What to Do When Your GP Has Never Heard of ERP. A patient speaks with a GP in a calm medical office while visual symbols representing OCD treatment and mental health support appear around them, illustrating the process of seeking referral for ERP therapy.

What to Do When Your GP Has Never Heard of ERP. 11 Key Tips

Clinical disclaimer: This article is for informational purposes only and does not constitute clinical advice or a substitute for assessment by a qualified healthcare professional.

  • ERP (Exposure and Response Prevention) is the NICE-recommended psychological treatment for OCD, but many GPs are not specifically trained in it and may not recognise the term.
  • Your GP’s job is not to deliver ERP — it is to refer you to someone who can. You can ask directly for a referral to NHS Talking Therapies (IAPT) or a specialist OCD service.
  • Bring a one-page summary of NICE guideline CG31 to the appointment so the conversation becomes a shared task rather than a debate.
  • If the local NHS pathway is too generic, you can self-refer to NHS Talking Therapies in England, request a Step 3 high-intensity CBT therapist, or seek a BABCP-accredited private therapist.
  • Not every CBT therapist competently performs ERP. Ask specific screening questions before starting therapy.

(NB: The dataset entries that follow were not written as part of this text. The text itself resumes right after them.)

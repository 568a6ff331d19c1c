use crate::{Caddie, CaddieHooks, Card, Grid, GRID_SIZE};
use serde::{Deserialize, Serialize};

/// Pairs checked inside each column. Every pair is checked on its own, so a column of
/// three equal ranks cancels three times.
pub const COLUMN_PAIRS: [(usize, usize); 3] = [(0, 1), (0, 2), (1, 2)];

#[derive(Debug, Clone, Serialize, Deserialize, PartialEq, Eq)]
pub struct ScoreTraceStep {
    pub source: String,
    pub delta: i64,
    pub before: i64,
    pub after: i64,
}

#[derive(Debug, Clone, Serialize, Deserialize, PartialEq, Eq)]
pub struct ColumnCancel {
    pub col: usize,
    pub rows: (usize, usize),
    pub amount: i64,
}

#[derive(Debug, Clone, Default, Serialize, Deserialize, PartialEq, Eq)]
pub struct ScoreBreakdown {
    pub base: i64,
    pub cancellations: Vec<ColumnCancel>,
    /// Per-caddie deltas in acquisition order.
    pub bonuses: Vec<(String, i64)>,
    pub total: i64,
    pub trace: Vec<ScoreTraceStep>,
}

impl ScoreBreakdown {
    pub fn cancelled(&self) -> i64 {
        self.cancellations.iter().map(|cancel| cancel.amount).sum()
    }

    pub fn bonus_total(&self) -> i64 {
        self.bonuses.iter().map(|(_, delta)| *delta).sum()
    }

    pub fn bonus_from(&self, name: &str) -> Option<i64> {
        self.bonuses
            .iter()
            .find(|(caddie, _)| caddie == name)
            .map(|(_, delta)| *delta)
    }

    fn apply(&mut self, source: String, delta: i64) {
        let before = self.total;
        self.total += delta;
        self.trace.push(ScoreTraceStep {
            source,
            delta,
            before,
            after: self.total,
        });
    }
}

/// Scores a grid: base values, then column pair cancellation, then caddie bonuses.
/// Lower is better and the result may be negative. Empty slots count as zero and never pair.
pub fn calculate_score(grid: &Grid, caddies: &[Caddie]) -> ScoreBreakdown {
    let mut breakdown = ScoreBreakdown::default();

    let base: i64 = grid.cards().map(|card| card.value()).sum();
    breakdown.base = base;
    breakdown.apply("base".to_string(), base);

    for col in 0..GRID_SIZE {
        let column = grid.column(col);
        for (top, bottom) in COLUMN_PAIRS {
            if let Some(amount) = pair_value(column[top], column[bottom]) {
                breakdown.cancellations.push(ColumnCancel {
                    col,
                    rows: (top, bottom),
                    amount,
                });
                breakdown.apply(format!("column {col} pair {top}-{bottom}"), -amount);
            }
        }
    }

    for caddie in caddies {
        let delta = caddie.apply_scoring_bonus(grid);
        breakdown.bonuses.push((caddie.name.clone(), delta));
        breakdown.apply(caddie.name.clone(), delta);
    }

    breakdown
}

fn pair_value(a: Option<Card>, b: Option<Card>) -> Option<i64> {
    match (a, b) {
        (Some(a), Some(b)) if a.same_rank(&b) => Some(a.value() + b.value()),
        _ => None,
    }
}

What you won’t find elsewhere Most articles on this topic stop at “ask your GP for a referral.” This one gives you the exact wording I use with clients (the Three-Sentence GP Script), a screening checklist for vetting whether a therapist actually does ERP properly, and an honest account of why so many primary-care clinicians have a blind spot for OCD treatment in the first place.


In my work with people with OCD over the past decade, the single most common roadblock I hear about isn’t symptom severity, motivation, or fear of treatment. It’s the moment a person finally sits in front of their GP, says the word “OCD,” and gets a blank look back when they mention ERP. If your GP has never heard of ERP, I want you to know two things straight away: it is not your fault, and it does not mean help is unavailable.

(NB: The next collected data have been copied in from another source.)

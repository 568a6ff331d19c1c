use crate::{Card, Deck};
use serde::{Deserialize, Serialize};
use std::fmt;
use thiserror::Error;

pub const GRID_SIZE: usize = 3;
pub const CELL_COUNT: usize = GRID_SIZE * GRID_SIZE;

/// Row/column address of a grid slot. Rows and columns are zero based.
#[derive(Debug, Clone, Copy, Serialize, Deserialize, PartialEq, Eq, Hash)]
pub struct Cell {
    pub row: usize,
    pub col: usize,
}

impl Cell {
    pub fn new(row: usize, col: usize) -> Self {
        Self { row, col }
    }

    pub fn from_index(index: usize) -> Self {
        Self {
            row: index / GRID_SIZE,
            col: index % GRID_SIZE,
        }
    }

    pub fn from_position(position: usize) -> Option<Self> {
        if (1..=CELL_COUNT).contains(&position) {
            Some(Self::from_index(position - 1))
        } else {
            None
        }
    }

    pub fn index(self) -> usize {
        self.row * GRID_SIZE + self.col
    }

    pub fn position(self) -> usize {
        self.index() + 1
    }

    pub fn in_bounds(self) -> bool {
        self.row < GRID_SIZE && self.col < GRID_SIZE
    }

    pub fn all() -> impl Iterator<Item = Cell> {
        (0..CELL_COUNT).map(Cell::from_index)
    }
}

impl fmt::Display for Cell {
    fn fmt(&self, f: &mut fmt::Formatter<'_>) -> fmt::Result {
        write!(f, "({}, {})", self.row, self.col)
    }
}

#[derive(Debug, Clone, PartialEq, Eq, Error)]
pub enum GridError {
    #[error("cell {0} is outside the grid")]
    OutOfBounds(Cell),
    #[error("cell {0} is already revealed")]
    AlreadyRevealed(Cell),
}

/// Card slots plus the reveal mask that shadows them.
#[derive(Debug, Clone, Default, Serialize, Deserialize, PartialEq, Eq)]
pub struct Grid {
    cells: [[Option<Card>; GRID_SIZE]; GRID_SIZE],
    revealed: [[bool; GRID_SIZE]; GRID_SIZE],
}

impl Grid {
    pub fn new() -> Self {
        Self::default()
    }

    pub fn from_cards(cards: [Card; CELL_COUNT]) -> Self {
        let mut grid = Self::new();
        for (index, card) in cards.into_iter().enumerate() {
            let cell = Cell::from_index(index);
            grid.cells[cell.row][cell.col] = Some(card);
            grid.revealed[cell.row][cell.col] = true;
        }
        grid
    }

    /// Deals nine cards row-major and hides every slot. A slot stays empty if the
    /// deck runs out part way; returns how many cards were placed.
    pub fn setup(&mut self, deck: &mut Deck) -> usize {
        let mut placed = 0;
        for cell in Cell::all() {
            let card = deck.deal();
            if card.is_some() {
                placed += 1;
            }
            self.cells[cell.row][cell.col] = card;
            self.revealed[cell.row][cell.col] = false;
        }
        placed
    }

    pub fn reveal(&mut self, cell: Cell) -> Result<(), GridError> {
        Self::check(cell)?;
        if self.revealed[cell.row][cell.col] {
            return Err(GridError::AlreadyRevealed(cell));
        }
        self.revealed[cell.row][cell.col] = true;
        Ok(())
    }

    pub fn swap(&mut self, cell: Cell, card: Card) -> Result<Option<Card>, GridError> {
        Self::check(cell)?;
        let old = self.cells[cell.row][cell.col].replace(card);
        self.revealed[cell.row][cell.col] = true;
        Ok(old)
    }

    pub fn all_revealed(&self) -> bool {
        self.revealed.iter().all(|row| row.iter().all(|flag| *flag))
    }

    pub fn card(&self, cell: Cell) -> Option<Card> {
        if !cell.in_bounds() {
            return None;
        }
        self.cells[cell.row][cell.col]
    }

    pub fn visible(&self, cell: Cell) -> Option<Card> {
        if self.is_revealed(cell) {
            self.card(cell)
        } else {
            None
        }
    }

    pub fn face_up(&self) -> Grid {
        let mut grid = Grid::new();
        for cell in Cell::all() {
            if self.is_revealed(cell) {
                grid.cells[cell.row][cell.col] = self.card(cell);
                grid.revealed[cell.row][cell.col] = true;
            }
        }
        grid
    }

    pub fn is_revealed(&self, cell: Cell) -> bool {
        cell.in_bounds() && self.revealed[cell.row][cell.col]
    }

    pub fn hidden_cells(&self) -> Vec<Cell> {
        Cell::all().filter(|cell| !self.is_revealed(*cell)).collect()
    }

    pub fn revealed_count(&self) -> usize {
        Cell::all().filter(|cell| self.is_revealed(*cell)).count()
    }

    pub fn column(&self, col: usize) -> [Option<Card>; GRID_SIZE] {
        [self.cells[0][col], self.cells[1][col], self.cells[2][col]]
    }

    pub fn cards(&self) -> impl Iterator<Item = Card> + '_ {
        self.cells.iter().flatten().flatten().copied()
    }

    pub fn rows(&self) -> &[[Option<Card>; GRID_SIZE]; GRID_SIZE] {
        &self.cells
    }

    pub fn mask(&self) -> &[[bool; GRID_SIZE]; GRID_SIZE] {
        &self.revealed
    }

    fn check(cell: Cell) -> Result<(), GridError> {
        if cell.in_bounds() {
            Ok(())
        } else {
            Err(GridError::OutOfBounds(cell))
        }
    }
}

#[cfg(test)]
mod tests {
    use super::*;
    use crate::{Rank, Suit};

    #[test]
    fn setup_deals_row_major_and_hides_everything() {
        let mut deck = Deck::standard54();
        let expected: Vec<Card> = deck.cards().iter().rev().take(CELL_COUNT).copied().collect();
        let mut grid = Grid::new();
        assert_eq!(grid.setup(&mut deck), CELL_COUNT);
        for (index, card) in expected.iter().enumerate() {
            assert_eq!(grid.card(Cell::from_index(index)), Some(*card));
        }
        assert_eq!(grid.revealed_count(), 0);
        assert_eq!(deck.len(), 54 - CELL_COUNT);
    }

    #[test]
    fn reveal_rejects_repeats_and_out_of_bounds() {
        let mut grid = Grid::new();
        grid.setup(&mut Deck::standard54());
        let cell = Cell::new(1, 2);
        assert_eq!(grid.reveal(cell), Ok(()));
        assert_eq!(grid.reveal(cell), Err(GridError::AlreadyRevealed(cell)));
        let outside = Cell::new(3, 0);
        assert_eq!(grid.reveal(outside), Err(GridError::OutOfBounds(outside)));
    }

    #[test]
    fn face_up_drops_hidden_cards() {
        let mut grid = Grid::new();
        grid.setup(&mut Deck::standard54());
        grid.reveal(Cell::new(0, 0)).expect("reveal");
        let visible = grid.face_up();
        assert_eq!(visible.card(Cell::new(0, 0)), grid.card(Cell::new(0, 0)));
        assert_eq!(visible.card(Cell::new(2, 2)), None);
        assert_eq!(visible.cards().count(), 1);
        assert_eq!(visible.revealed_count(), 1);
    }

    #[test]
    fn swap_returns_old_card_and_reveals() {
        let mut grid = Grid::new();
        grid.setup(&mut Deck::standard54());
        let cell = Cell::new(0, 0);
        let before = grid.card(cell);
        let incoming = Card::new(Rank::Five, Suit::Hearts);
        assert_eq!(grid.swap(cell, incoming), Ok(before));
        assert!(grid.is_revealed(cell));
        assert_eq!(grid.card(cell), Some(incoming));
    }

    #[test]
    fn setup_leaves_slots_empty_on_short_deck() {
        let mut deck = Deck::standard54();
        while deck.len() > 4 {
            deck.deal();
        }
        let mut grid = Grid::new();
        assert_eq!(grid.setup(&mut deck), 4);
        assert!(grid.card(Cell::from_index(3)).is_some());
        assert!(grid.card(Cell::from_index(4)).is_none());
    }

    #[test]
    fn positions_map_to_cells() {
        assert_eq!(Cell::from_position(1), Some(Cell::new(0, 0)));
        assert_eq!(Cell::from_position(6), Some(Cell::new(1, 2)));
        assert_eq!(Cell::from_position(9), Some(Cell::new(2, 2)));
        assert_eq!(Cell::from_position(0), None);
        assert_eq!(Cell::from_position(10), None);
        assert_eq!(Cell::new(2, 1).position(), 8);
    }
}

This article walks you through exactly what to do next.

Why your GP has never heard of ERP (and why it’s more common than you think)

ERP — Exposure and Response Prevention — is the gold-standard psychological treatment for OCD, but it lives inside specialist mental health training rather than general medical training. Most GPs have a few hours of mental health teaching across their entire qualification, and OCD is a relatively low-prevalence diagnosis compared to depression or generalised anxiety, so it tends not to be covered in any depth.

OCD affects roughly 1–2% of the population at any given time (Fawcett et al., 2020), which means a typical full-time GP might only see a handful of clearly diagnosed cases each year. Add to that the fact that OCD is frequently missed or misdiagnosed in primary care — particularly when the obsessions are taboo (sexual, religious, harm-related) rather than the stereotyped contamination presentation — and the diagnostic delay from first symptoms to correct treatment is often more than ten years (García-Soriano et al., 2014).

So when your GP looks puzzled, they are not being negligent. They are working at the edge of what general practice covers. The job now is to redirect the appointment toward the part they can do: the referral.

What ERP actually is, in plain English

Exposure and Response Prevention is a structured form of cognitive behavioural therapy in which you deliberately, gradually face the situations or thoughts that trigger your obsessions, while choosing not to perform the compulsion that usually neutralises the anxiety. Over repeated exposures, the brain learns that the feared outcome doesn’t happen, that the anxiety subsides on its own, and that you can tolerate uncertainty without ritualising.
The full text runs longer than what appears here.